The woman who’s become a viral sensation for her powerful testimony at the sentencing of convicted rapist and former Stanford student Brock Turner has an Oscar nominee to thank for sharing her powerful statement to the world.
“This is another watershed moment, just like the Gaga moment at the Oscars,” Amy Ziering, producer of the harrowing 2015 campus rape documentary “The Hunting Ground,” told TheWrap. “We’re seeing another survivor empowerment anthem get that global attention.”
Ziering herself had a hand in spreading the unnamed survivor’s account. Stanford law professor Michele Dauber, who was seated in the courtroom where the survivor read her 12-page survivor impact statement aloud, immediately texted the filmmaker. “I was completely stunned, and then we worked to get it out,” Ziering said.
So Zeiring forwarded the woman’s powerful testimony to press contacts she’d made while promoting “The Hunting Ground,” including BuzzFeed, whose story last Friday quickly went viral.
On Monday, the survivor’s account got even more attention when CNN anchor Ashley Banfield read it nearly in full on air — a dramatic and highly unusual move for an evening news program.
“It’s been fantastic that the public is responding to the letter that the survivor wrote — in a way that the judge didn’t,” Ziering said. “Though the jury did, they convicted him, the judge was not apparently moved.”
Turner, 20, was convicted of three felony counts of sexual assault and faced up to 14 years in prison for a January 2015 incident in which he was discovered attacking the survivor, who was unconscious, behind a Dumpster after a campus party. But Superior Court Judge Aaron Persky sentenced him to just six months, noting the “severe impact” a longer sentence would have on a young man who once had Olympic ambitions in swimming.
Dauber is currently spearheading a movement to have Persky removed from the bench. In the meantime, Ziering said the letter itself is a cultural moment similar to the one created when
“The groundwork that was laid by ‘The Invisible War,’ ‘The Hunting Ground,’ the Lady Gaga song, the student movement — those things all combined into this perfect storm where the public was finally ready to hear and respond appropriately,” Ziering said. “The shift we’re seeing in the media is on perpetrators, not on victims.”
“The Invisible War” is a 2012 documentary feature Ziering produced about sexual assault in the U.S. military that received an Oscar nomination.
While Ziering acknowledges “everyone under the sun” has written to the survivor, who detailed a traumatic experience in collecting evidence for her rape kit and a painful year living under the emotional weight of the attack.

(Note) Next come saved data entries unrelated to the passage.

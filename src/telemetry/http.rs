//! Browser `fetch` transport for gameplay events

use wasm_bindgen::JsCast;
use wasm_bindgen::JsValue;
use wasm_bindgen_futures::JsFuture;
use web_sys::{Request, RequestInit, Response, UrlSearchParams};

use super::{EndpointReply, EventForm, Transport};
use crate::error::DeliveryError;

/// POSTs each event as `application/x-www-form-urlencoded`
#[derive(Debug, Clone)]
pub struct FetchTransport {
    endpoint: String,
}

impl FetchTransport {
    pub fn new(endpoint: impl Into<String>) -> Self {
        Self {
            endpoint: endpoint.into(),
        }
    }

    fn encode(form: &EventForm) -> Result<String, DeliveryError> {
        let params = UrlSearchParams::new().map_err(js_error)?;
        for (key, value) in form.pairs() {
            params.append(key, value);
        }
        Ok(String::from(params.to_string()))
    }
}

impl Transport for FetchTransport {
    async fn send(&self, form: &EventForm) -> Result<EndpointReply, DeliveryError> {
        let body = Self::encode(form)?;

        let init = RequestInit::new();
        init.set_method("POST");
        init.set_body(&JsValue::from_str(&body));

        let request = Request::new_with_str_and_init(&self.endpoint, &init).map_err(js_error)?;
        request
            .headers()
            .set("Content-Type", "application/x-www-form-urlencoded")
            .map_err(js_error)?;

        let window =
            web_sys::window().ok_or_else(|| DeliveryError::Network("no window".to_string()))?;
        let response: Response = JsFuture::from(window.fetch_with_request(&request))
            .await
            .map_err(js_error)?
            .dyn_into()
            .map_err(js_error)?;

        let text = JsFuture::from(response.text().map_err(js_error)?)
            .await
            .map_err(js_error)?
            .as_string()
            .unwrap_or_default();

        if !response.ok() {
            return Err(DeliveryError::Status {
                status: response.status(),
                body: text,
            });
        }

        Ok(serde_json::from_str(&text)?)
    }
}

fn js_error(value: JsValue) -> DeliveryError {
    DeliveryError::Network(format!("{:?}", value))
}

As someone intimate with this kind of violence on college campuses, Ziering hopes the dialogue inspires real action, not just watershed TV moments.
“This is a major public blow to Stanford, so I hope this convinces universities to really, really, really make changes that are meaningful … they’re all wealthy, they have the money,” she said. “It’s about allocating resources to the right place.”
Ziering said mental health counselors are inundated with sexual assault victims on nationwide campuses, and colleges could starts addressing this crisis head on by employing dedicated therapists for survivors.
“Also, be curious! Ask questions, universities should be studying how to best independently investigate and adjudicate these incidents … people don’t need to go through this and the numbers they currently are,” said Ziering.